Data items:
"""
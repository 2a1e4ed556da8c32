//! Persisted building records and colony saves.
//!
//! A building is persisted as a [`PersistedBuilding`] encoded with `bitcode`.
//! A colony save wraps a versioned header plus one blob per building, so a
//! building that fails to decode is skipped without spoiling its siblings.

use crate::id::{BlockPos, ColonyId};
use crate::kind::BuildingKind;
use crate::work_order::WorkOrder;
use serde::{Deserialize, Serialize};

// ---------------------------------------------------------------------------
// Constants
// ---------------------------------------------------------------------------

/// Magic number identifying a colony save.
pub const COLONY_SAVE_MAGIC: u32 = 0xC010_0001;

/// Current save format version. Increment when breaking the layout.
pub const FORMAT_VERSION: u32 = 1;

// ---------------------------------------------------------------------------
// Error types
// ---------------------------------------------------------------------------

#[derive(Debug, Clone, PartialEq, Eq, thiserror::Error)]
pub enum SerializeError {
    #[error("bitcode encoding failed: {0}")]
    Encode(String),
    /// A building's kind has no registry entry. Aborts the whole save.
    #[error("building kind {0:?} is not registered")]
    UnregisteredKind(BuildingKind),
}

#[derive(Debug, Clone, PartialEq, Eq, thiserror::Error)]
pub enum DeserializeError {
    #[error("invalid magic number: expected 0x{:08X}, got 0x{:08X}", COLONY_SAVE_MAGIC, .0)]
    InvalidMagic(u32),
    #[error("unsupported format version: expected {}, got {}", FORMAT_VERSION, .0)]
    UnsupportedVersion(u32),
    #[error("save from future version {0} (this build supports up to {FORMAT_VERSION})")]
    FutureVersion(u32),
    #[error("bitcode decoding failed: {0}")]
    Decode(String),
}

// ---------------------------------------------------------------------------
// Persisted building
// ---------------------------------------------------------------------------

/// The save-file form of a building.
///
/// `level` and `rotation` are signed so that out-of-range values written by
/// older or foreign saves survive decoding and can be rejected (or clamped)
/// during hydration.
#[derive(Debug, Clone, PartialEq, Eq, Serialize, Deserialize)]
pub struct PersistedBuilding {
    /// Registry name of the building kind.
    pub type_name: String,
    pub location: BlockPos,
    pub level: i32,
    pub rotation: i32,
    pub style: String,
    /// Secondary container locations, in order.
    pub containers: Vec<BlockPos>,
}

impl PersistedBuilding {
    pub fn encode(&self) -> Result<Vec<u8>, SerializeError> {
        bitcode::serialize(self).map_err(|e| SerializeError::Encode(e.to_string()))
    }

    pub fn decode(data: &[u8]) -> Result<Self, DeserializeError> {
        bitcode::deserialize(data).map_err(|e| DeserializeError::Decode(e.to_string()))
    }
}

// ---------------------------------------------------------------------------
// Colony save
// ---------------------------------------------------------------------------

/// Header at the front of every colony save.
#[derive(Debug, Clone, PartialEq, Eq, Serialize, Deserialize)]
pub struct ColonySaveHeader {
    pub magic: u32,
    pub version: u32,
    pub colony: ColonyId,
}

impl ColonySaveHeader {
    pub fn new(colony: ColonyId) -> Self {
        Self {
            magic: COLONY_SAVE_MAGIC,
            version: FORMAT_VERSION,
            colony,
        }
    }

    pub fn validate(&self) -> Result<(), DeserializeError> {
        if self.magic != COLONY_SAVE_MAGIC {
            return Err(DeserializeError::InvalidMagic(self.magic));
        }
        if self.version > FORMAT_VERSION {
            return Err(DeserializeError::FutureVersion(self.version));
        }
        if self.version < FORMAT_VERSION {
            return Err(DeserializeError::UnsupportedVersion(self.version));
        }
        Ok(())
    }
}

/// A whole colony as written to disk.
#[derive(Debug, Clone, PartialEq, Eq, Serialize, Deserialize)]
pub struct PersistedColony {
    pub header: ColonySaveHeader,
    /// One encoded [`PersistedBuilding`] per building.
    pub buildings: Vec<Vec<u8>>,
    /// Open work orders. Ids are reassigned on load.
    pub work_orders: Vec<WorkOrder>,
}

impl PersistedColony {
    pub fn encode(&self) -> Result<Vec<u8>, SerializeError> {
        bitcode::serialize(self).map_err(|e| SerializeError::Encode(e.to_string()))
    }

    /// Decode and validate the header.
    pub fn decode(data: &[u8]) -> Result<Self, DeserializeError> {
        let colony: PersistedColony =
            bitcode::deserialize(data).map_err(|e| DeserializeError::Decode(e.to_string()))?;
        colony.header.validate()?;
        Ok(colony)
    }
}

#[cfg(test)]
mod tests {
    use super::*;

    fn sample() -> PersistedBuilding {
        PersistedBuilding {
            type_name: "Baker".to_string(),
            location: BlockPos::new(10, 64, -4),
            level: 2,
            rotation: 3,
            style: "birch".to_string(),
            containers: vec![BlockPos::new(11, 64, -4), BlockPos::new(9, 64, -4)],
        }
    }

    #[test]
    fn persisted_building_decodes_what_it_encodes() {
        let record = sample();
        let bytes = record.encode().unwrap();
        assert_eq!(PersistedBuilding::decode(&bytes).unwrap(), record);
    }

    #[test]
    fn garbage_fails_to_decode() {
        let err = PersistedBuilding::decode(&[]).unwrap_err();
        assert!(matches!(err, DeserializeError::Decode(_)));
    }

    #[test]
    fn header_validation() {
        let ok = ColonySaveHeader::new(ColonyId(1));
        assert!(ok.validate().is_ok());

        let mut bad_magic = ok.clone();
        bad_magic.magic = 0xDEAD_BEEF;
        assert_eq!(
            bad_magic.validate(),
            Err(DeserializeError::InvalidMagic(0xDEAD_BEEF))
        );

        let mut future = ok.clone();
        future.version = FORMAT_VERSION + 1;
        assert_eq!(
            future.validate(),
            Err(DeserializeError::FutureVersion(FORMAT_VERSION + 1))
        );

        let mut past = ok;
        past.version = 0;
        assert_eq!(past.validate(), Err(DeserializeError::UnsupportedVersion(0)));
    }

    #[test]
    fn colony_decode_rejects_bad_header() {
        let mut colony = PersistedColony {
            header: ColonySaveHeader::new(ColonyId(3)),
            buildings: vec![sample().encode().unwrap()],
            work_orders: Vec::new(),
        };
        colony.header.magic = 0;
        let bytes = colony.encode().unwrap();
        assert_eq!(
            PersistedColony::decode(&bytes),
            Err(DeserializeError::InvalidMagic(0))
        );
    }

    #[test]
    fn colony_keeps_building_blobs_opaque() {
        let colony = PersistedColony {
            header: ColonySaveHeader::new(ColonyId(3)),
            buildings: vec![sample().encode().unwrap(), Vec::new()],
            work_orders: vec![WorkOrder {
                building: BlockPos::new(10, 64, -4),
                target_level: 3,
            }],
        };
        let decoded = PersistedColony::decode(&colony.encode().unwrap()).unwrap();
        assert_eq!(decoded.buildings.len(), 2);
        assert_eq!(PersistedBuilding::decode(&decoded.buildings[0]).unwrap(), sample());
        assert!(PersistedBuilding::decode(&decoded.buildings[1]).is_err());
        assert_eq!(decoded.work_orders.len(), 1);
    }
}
"""
| WHAT NEEDS TO BE DONE |
Set down each record above without changing a single word.

| ANSWER SPACE |
repository 2a1e4ed556da8c32
//! Persisted building records and colony saves.
//!
//! A building is persisted as a [`PersistedBuilding`] encoded with `bitcode`.
//! A colony save wraps a versioned header plus one blob per building, so a
//! building that fails to decode is skipped without spoiling its siblings.

use crate::id::{BlockPos, ColonyId};
use crate::kind::BuildingKind;
use crate::work_order::WorkOrder;
use serde::{Deserialize, Serialize};

// ---------------------------------------------------------------------------
// Constants
// ---------------------------------------------------------------------------

/// Magic number identifying a colony save.
pub const COLONY_SAVE_MAGIC: u32 = 0xC010_0001;

/// Current save format version. Increment when breaking the layout.
pub const FORMAT_VERSION: u32 = 1;

// ---------------------------------------------------------------------------
// Error types
// ---------------------------------------------------------------------------

#[derive(Debug, Clone, PartialEq, Eq, thiserror::Error)]
pub enum SerializeError {
    #[error("bitcode encoding failed: {0}")]
    Encode(String),
    /// A building's kind has no registry entry. Aborts the whole save.
    #[error("building kind {0:?} is not registered")]
    UnregisteredKind(BuildingKind),
}

#[derive(Debug, Clone, PartialEq, Eq, thiserror::Error)]
pub enum DeserializeError {
    #[error("invalid magic number: expected 0x{:08X}, got 0x{:08X}", COLONY_SAVE_MAGIC, .0)]
    InvalidMagic(u32),
    #[error("unsupported format version: expected {}, got {}", FORMAT_VERSION, .0)]
    UnsupportedVersion(u32),
    #[error("save from future version {0} (this build supports up to {FORMAT_VERSION})")]
    FutureVersion(u32),
    #[error("bitcode decoding failed: {0}")]
    Decode(String),
}

// ---------------------------------------------------------------------------
// Persisted building
// ---------------------------------------------------------------------------

/// The save-file form of a building.
///
/// `level` and `rotation` are signed so that out-of-range values written by
/// older or foreign saves survive decoding and can be rejected (or clamped)
/// during hydration.
#[derive(Debug, Clone, PartialEq, Eq, Serialize, Deserialize)]
pub struct PersistedBuilding {
    /// Registry name of the building kind.
    pub type_name: String,
    pub location: BlockPos,
    pub level: i32,
    pub rotation: i32,
    pub style: String,
    /// Secondary container locations, in order.
    pub containers: Vec<BlockPos>,
}

impl PersistedBuilding {
    pub fn encode(&self) -> Result<Vec<u8>, SerializeError> {
        bitcode::serialize(self).map_err(|e| SerializeError::Encode(e.to_string()))
    }

    pub fn decode(data: &[u8]) -> Result<Self, DeserializeError> {
        bitcode::deserialize(data).map_err(|e| DeserializeError::Decode(e.to_string()))
    }
}

// ---------------------------------------------------------------------------
// Colony save
// ---------------------------------------------------------------------------

/// Header at the front of every colony save.
#[derive(Debug, Clone, PartialEq, Eq, Serialize, Deserialize)]
pub struct ColonySaveHeader {
    pub magic: u32,
    pub version: u32,
    pub colony: ColonyId,
}

impl ColonySaveHeader {
    pub fn new(colony: ColonyId) -> Self {
        Self {
            magic: COLONY_SAVE_MAGIC,
            version: FORMAT_VERSION,
            colony,
        }
    }

    pub fn validate(&self) -> Result<(), DeserializeError> {
        if self.magic != COLONY_SAVE_MAGIC {
            return Err(DeserializeError::InvalidMagic(self.magic));
        }
        if self.version > FORMAT_VERSION {
            return Err(DeserializeError::FutureVersion(self.version));
        }
        if self.version < FORMAT_VERSION {
            return Err(DeserializeError::UnsupportedVersion(self.version));
        }
        Ok(())
    }
}

/// A whole colony as written to disk.
#[derive(Debug, Clone, PartialEq, Eq, Serialize, Deserialize)]
pub struct PersistedColony {
    pub header: ColonySaveHeader,
    /// One encoded [`PersistedBuilding`] per building.
    pub buildings: Vec<Vec<u8>>,
    /// Open work orders. Ids are reassigned on load.
    pub work_orders: Vec<WorkOrder>,
}

impl PersistedColony {
    pub fn encode(&self) -> Result<Vec<u8>, SerializeError> {
        bitcode::serialize(self).map_err(|e| SerializeError::Encode(e.to_string()))
    }

    /// Decode and validate the header.
    pub fn decode(data: &[u8]) -> Result<Self, DeserializeError> {
        let colony: PersistedColony =
            bitcode::deserialize(data).map_err(|e| DeserializeError::Decode(e.to_string()))?;
        colony.header.validate()?;
        Ok(colony)
    }
}

#[cfg(test)]
mod tests {
    use super::*;

    fn sample() -> PersistedBuilding {
        PersistedBuilding {
            type_name: "Baker".to_string(),
            location: BlockPos::new(10, 64, -4),
            level: 2,
            rotation: 3,
            style: "birch".to_string(),
            containers: vec![BlockPos::new(11, 64, -4), BlockPos::new(9, 64, -4)],
        }
    }

    #[test]
    fn persisted_building_decodes_what_it_encodes() {
        let record = sample();
        let bytes = record.encode().unwrap();
        assert_eq!(PersistedBuilding::decode(&bytes).unwrap(), record);
    }

    #[test]
    fn garbage_fails_to_decode() {
        let err = PersistedBuilding::decode(&[]).unwrap_err();
        assert!(matches!(err, DeserializeError::Decode(_)));
    }

    #[test]
    fn header_validation() {
        let ok = ColonySaveHeader::new(ColonyId(1));
        assert!(ok.validate().is_ok());

        let mut bad_magic = ok.clone();
        bad_magic.magic = 0xDEAD_BEEF;
        assert_eq!(
            bad_magic.validate(),
            Err(DeserializeError::InvalidMagic(0xDEAD_BEEF))
        );

        let mut future = ok.clone();
        future.version = FORMAT_VERSION + 1;
        assert_eq!(
            future.validate(),
            Err(DeserializeError::FutureVersion(FORMAT_VERSION + 1))
        );

        let mut past = ok;
        past.version = 0;
        assert_eq!(past.validate(), Err(DeserializeError::UnsupportedVersion(0)));
    }

    #[test]
    fn colony_decode_rejects_bad_header() {
        let mut colony = PersistedColony {
            header: ColonySaveHeader::new(ColonyId(3)),
            buildings: vec![sample().encode().unwrap()],
            work_orders: Vec::new(),
        };
        colony.header.magic = 0;
        let bytes = colony.encode().unwrap();
        assert_eq!(
            PersistedColony::decode(&bytes),
            Err(DeserializeError::InvalidMagic(0))
        );
    }

    #[test]
    fn colony_keeps_building_blobs_opaque() {
        let colony = PersistedColony {
            header: ColonySaveHeader::new(ColonyId(3)),
            buildings: vec![sample().encode().unwrap(), Vec::new()],
            work_orders: vec![WorkOrder {
                building: BlockPos::new(10, 64, -4),
                target_level: 3,
            }],
        };
        let decoded = PersistedColony::decode(&colony.encode().unwrap()).unwrap();
        assert_eq!(decoded.buildings.len(), 2);
        assert_eq!(PersistedBuilding::decode(&decoded.buildings[0]).unwrap(), sample());
        assert!(PersistedBuilding::decode(&decoded.buildings[1]).is_err());
        assert_eq!(decoded.work_orders.len(), 1);
    }
}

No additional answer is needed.